* [Exercise directions] Search each line below for the word "alice" and list those that contain it.

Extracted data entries
• • •

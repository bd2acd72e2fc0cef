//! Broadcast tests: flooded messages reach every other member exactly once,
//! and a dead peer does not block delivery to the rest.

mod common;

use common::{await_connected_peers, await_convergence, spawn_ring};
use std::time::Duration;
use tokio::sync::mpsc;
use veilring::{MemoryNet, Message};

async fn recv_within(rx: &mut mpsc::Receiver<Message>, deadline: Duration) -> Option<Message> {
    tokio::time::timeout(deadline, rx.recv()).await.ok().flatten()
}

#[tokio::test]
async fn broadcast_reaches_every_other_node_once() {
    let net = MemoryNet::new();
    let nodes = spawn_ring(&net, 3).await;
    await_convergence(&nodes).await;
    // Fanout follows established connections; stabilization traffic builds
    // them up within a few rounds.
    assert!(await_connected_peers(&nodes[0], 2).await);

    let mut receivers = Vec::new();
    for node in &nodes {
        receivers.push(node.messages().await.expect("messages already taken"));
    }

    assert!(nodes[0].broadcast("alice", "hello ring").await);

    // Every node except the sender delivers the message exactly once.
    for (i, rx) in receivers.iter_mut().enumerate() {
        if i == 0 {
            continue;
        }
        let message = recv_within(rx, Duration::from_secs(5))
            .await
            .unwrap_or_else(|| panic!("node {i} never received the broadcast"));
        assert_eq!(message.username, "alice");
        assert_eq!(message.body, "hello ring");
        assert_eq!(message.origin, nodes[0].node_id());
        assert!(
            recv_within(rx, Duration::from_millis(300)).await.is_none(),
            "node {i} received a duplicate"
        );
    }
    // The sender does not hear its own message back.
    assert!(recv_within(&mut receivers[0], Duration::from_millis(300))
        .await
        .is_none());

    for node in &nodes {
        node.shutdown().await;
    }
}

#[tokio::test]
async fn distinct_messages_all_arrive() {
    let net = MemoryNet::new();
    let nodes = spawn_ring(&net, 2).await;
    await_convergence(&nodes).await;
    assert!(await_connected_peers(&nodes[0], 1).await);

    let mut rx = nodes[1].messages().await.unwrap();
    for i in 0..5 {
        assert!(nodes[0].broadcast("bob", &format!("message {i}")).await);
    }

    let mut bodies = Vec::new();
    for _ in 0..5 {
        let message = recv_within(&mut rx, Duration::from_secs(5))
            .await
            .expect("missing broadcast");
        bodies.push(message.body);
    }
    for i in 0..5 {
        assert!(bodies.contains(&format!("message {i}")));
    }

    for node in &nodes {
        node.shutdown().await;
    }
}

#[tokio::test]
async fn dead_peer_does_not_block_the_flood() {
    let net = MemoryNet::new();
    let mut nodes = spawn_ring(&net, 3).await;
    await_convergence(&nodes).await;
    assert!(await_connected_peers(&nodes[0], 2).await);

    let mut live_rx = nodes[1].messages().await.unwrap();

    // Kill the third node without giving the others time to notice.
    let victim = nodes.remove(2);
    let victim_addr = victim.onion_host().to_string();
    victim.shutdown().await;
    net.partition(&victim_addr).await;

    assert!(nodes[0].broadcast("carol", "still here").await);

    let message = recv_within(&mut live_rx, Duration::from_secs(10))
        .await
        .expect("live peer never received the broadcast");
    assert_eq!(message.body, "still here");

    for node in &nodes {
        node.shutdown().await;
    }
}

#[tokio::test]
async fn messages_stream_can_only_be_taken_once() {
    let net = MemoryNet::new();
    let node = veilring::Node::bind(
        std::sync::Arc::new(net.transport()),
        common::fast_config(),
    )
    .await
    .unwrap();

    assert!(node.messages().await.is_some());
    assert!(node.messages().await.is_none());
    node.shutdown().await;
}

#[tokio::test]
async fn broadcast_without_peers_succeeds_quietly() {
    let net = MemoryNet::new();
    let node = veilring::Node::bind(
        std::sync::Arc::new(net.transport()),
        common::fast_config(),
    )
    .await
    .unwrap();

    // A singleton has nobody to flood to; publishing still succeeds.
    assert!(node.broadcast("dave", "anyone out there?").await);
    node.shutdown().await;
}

• • •

* [Written reply]
    assert!(nodes[0].broadcast("alice", "hello ring").await);
        assert_eq!(message.username, "alice");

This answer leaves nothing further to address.